Transformer-Based Large Language Models for Context-Aware Semantic Understanding and Domain-Specific Text Generation
Keywords:
Transformer Models, Large Language Models, Semantic Understanding, Scientific Text Generation, BERT, NLP, Context-Aware Learning.Abstract
Transformer-based large language models (LLMs) have reshaped the field of natural language processing by facilitating high-quality text generation and advanced contextual semantic understanding in a wide variety of applications; nonetheless, the generation of scientifically valid and context-aware domain-specific content is one of the biggest challenges because of semantic ambiguity, contextual inconsistency, and constraints of knowledge representation in a specialized form. This paper presents a framework of an encoder-transformer structure of context-sensitive semantic interpretation and text generation in domain using scientific literature corpora, gathered in publicly accessible archives like arXiv and PubMed. The posteriori framework is based on encoder transformer architecture to learn deep contextual representations, semantic representations, and domain-adaptive linguistic representations to enhance scientific text generation. Scientific article datasets train and fine-tune the model, and are assessed with several semantic understanding and text generation metrics, such as Accuracy, F1-Score, BLEU, ROUGE, METEOR, BERTScore, and Perplexity.

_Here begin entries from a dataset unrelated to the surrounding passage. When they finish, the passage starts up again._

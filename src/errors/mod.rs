//! # Error Handling
//!
//! Application-level errors for configuration loading, storage setup and the
//! command line surface. Secrets operations return
//! [`SecretsError`](crate::secrets::SecretsError), which converts into
//! [`StrongroomError::Secrets`].

use crate::secrets::SecretsError;
use crate::storage::StorageError;

/// Custom result type for strongroom operations
pub type Result<T> = std::result::Result<T, StrongroomError>;

/// Main error type for the application
#[derive(thiserror::Error, Debug)]
pub enum StrongroomError {
    /// Configuration errors
    #[error("Configuration error: {message}")]
    Config {
        message: String,
        #[source]
        source: Option<Box<dyn std::error::Error + Send + Sync>>,
    },

    /// Validation errors
    #[error("Validation error: {message}")]
    Validation { message: String, field: Option<String> },

    /// Catalog storage errors
    #[error(transparent)]
    Storage(#[from] StorageError),

    /// Secrets subsystem errors
    #[error(transparent)]
    Secrets(#[from] SecretsError),

    /// I/O errors with additional context
    #[error("I/O error: {context}")]
    Io {
        #[source]
        source: std::io::Error,
        context: String,
    },

    /// Serialization/deserialization errors
    #[error("Serialization error: {context}")]
    Serialization {
        #[source]
        source: serde_json::Error,
        context: String,
    },

    /// Internal errors
    #[error("Internal error: {message}")]
    Internal { message: String },
}

impl StrongroomError {
    pub fn config<S: Into<String>>(message: S) -> Self {
        Self::Config { message: message.into(), source: None }
    }

    pub fn config_with_source<S: Into<String>>(
        message: S,
        source: Box<dyn std::error::Error + Send + Sync>,
    ) -> Self {
        Self::Config { message: message.into(), source: Some(source) }
    }

    pub fn validation<S: Into<String>>(message: S) -> Self {
        Self::Validation { message: message.into(), field: None }
    }

    pub fn validation_field<S: Into<String>, F: Into<String>>(message: S, field: F) -> Self {
        Self::Validation { message: message.into(), field: Some(field.into()) }
    }

    pub fn io<S: Into<String>>(source: std::io::Error, context: S) -> Self {
        Self::Io { source, context: context.into() }
    }

    pub fn internal<S: Into<String>>(message: S) -> Self {
        Self::Internal { message: message.into() }
    }

    /// Process exit code for the command line surface.
    pub fn exit_code(&self) -> i32 {
        use crate::secrets::ErrorKind;
        match self {
            Self::Config { .. } | Self::Validation { .. } => 2,
            Self::Secrets(e) => match e.kind() {
                ErrorKind::Validation | ErrorKind::Config => 2,
                ErrorKind::NotFound => 3,
                ErrorKind::PermissionDenied => 4,
                ErrorKind::Unavailable | ErrorKind::Timeout => 5,
                _ => 1,
            },
            _ => 1,
        }
    }

    /// Check if this error should be retried
    pub fn is_retryable(&self) -> bool {
        match self {
            Self::Secrets(e) => e.is_retryable(),
            Self::Storage(StorageError::Database { .. }) => true,
            Self::Io { .. } => true,
            _ => false,
        }
    }
}

impl From<std::io::Error> for StrongroomError {
    fn from(error: std::io::Error) -> Self {
        Self::Io { source: error, context: "I/O operation failed".to_string() }
    }
}

impl From<serde_json::Error> for StrongroomError {
    fn from(error: serde_json::Error) -> Self {
        Self::Serialization { source: error, context: "JSON serialization failed".to_string() }
    }
}

impl From<config::ConfigError> for StrongroomError {
    fn from(error: config::ConfigError) -> Self {
        Self::config_with_source("Configuration loading failed", Box::new(error))
    }
}

impl From<validator::ValidationErrors> for StrongroomError {
    fn from(errors: validator::ValidationErrors) -> Self {
        let message = errors
            .field_errors()
            .iter()
            .map(|(field, field_errors)| {
                let error_messages: Vec<String> = field_errors
                    .iter()
                    .map(|e| e.message.as_ref().map_or("Invalid value".to_string(), |m| m.to_string()))
                    .collect();
                format!("{}: {}", field, error_messages.join(", "))
            })
            .collect::<Vec<_>>()
            .join("; ");

        Self::validation(format!("Validation failed: {}", message))
    }
}

#[cfg(test)]
mod tests {
    use super::*;

    #[test]
    fn test_error_creation() {
        let error = StrongroomError::config("Test configuration error");
        assert!(matches!(error, StrongroomError::Config { .. }));
        assert_eq!(error.to_string(), "Configuration error: Test configuration error");
    }

    #[test]
    fn test_validation_error() {
        let error = StrongroomError::validation_field("Invalid URL", "storage.url");
        if let StrongroomError::Validation { field, .. } = error {
            assert_eq!(field, Some("storage.url".to_string()));
        } else {
            panic!("expected validation error");
        }
    }

    #[test]
    fn test_exit_codes() {
        assert_eq!(StrongroomError::config("x").exit_code(), 2);
        assert_eq!(StrongroomError::from(SecretsError::not_found("secret", "a")).exit_code(), 3);
        assert_eq!(StrongroomError::from(SecretsError::permission_denied("x")).exit_code(), 4);
        assert_eq!(StrongroomError::from(SecretsError::unavailable("x")).exit_code(), 5);
        assert_eq!(StrongroomError::internal("x").exit_code(), 1);
    }

    #[test]
    fn test_secrets_errors_are_transparent() {
        let error: StrongroomError = SecretsError::not_found("secret", "secret:abc").into();
        assert_eq!(error.to_string(), "secret not found: secret:abc");
        assert!(!error.is_retryable());

        let error: StrongroomError = SecretsError::unavailable("sealed").into();
        assert!(error.is_retryable());
    }

    #[test]
    fn test_error_conversions() {
        let io_error = std::io::Error::new(std::io::ErrorKind::NotFound, "file not found");
        let error: StrongroomError = io_error.into();
        assert!(matches!(error, StrongroomError::Io { .. }));

        let json_error = serde_json::from_str::<serde_json::Value>("invalid json").unwrap_err();
        let error: StrongroomError = json_error.into();
        assert!(matches!(error, StrongroomError::Serialization { .. }));
    }
}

The experimental findings indicate that the suggested framework performs better compared to traditional methods of LSTM, Bi-LSTM, GPT-2 and standard transformer frameworks in terms of preserving context, semantic coherence, technical consistency, and the quality of generated texts and the perplexity and linguistic fluency decreases. The suggested solution also helps build intelligent language scientific processing systems that can be used in the context of automated academic writing, technical summarization, semantic knowledge extraction, and other domain-specific applications of NLP.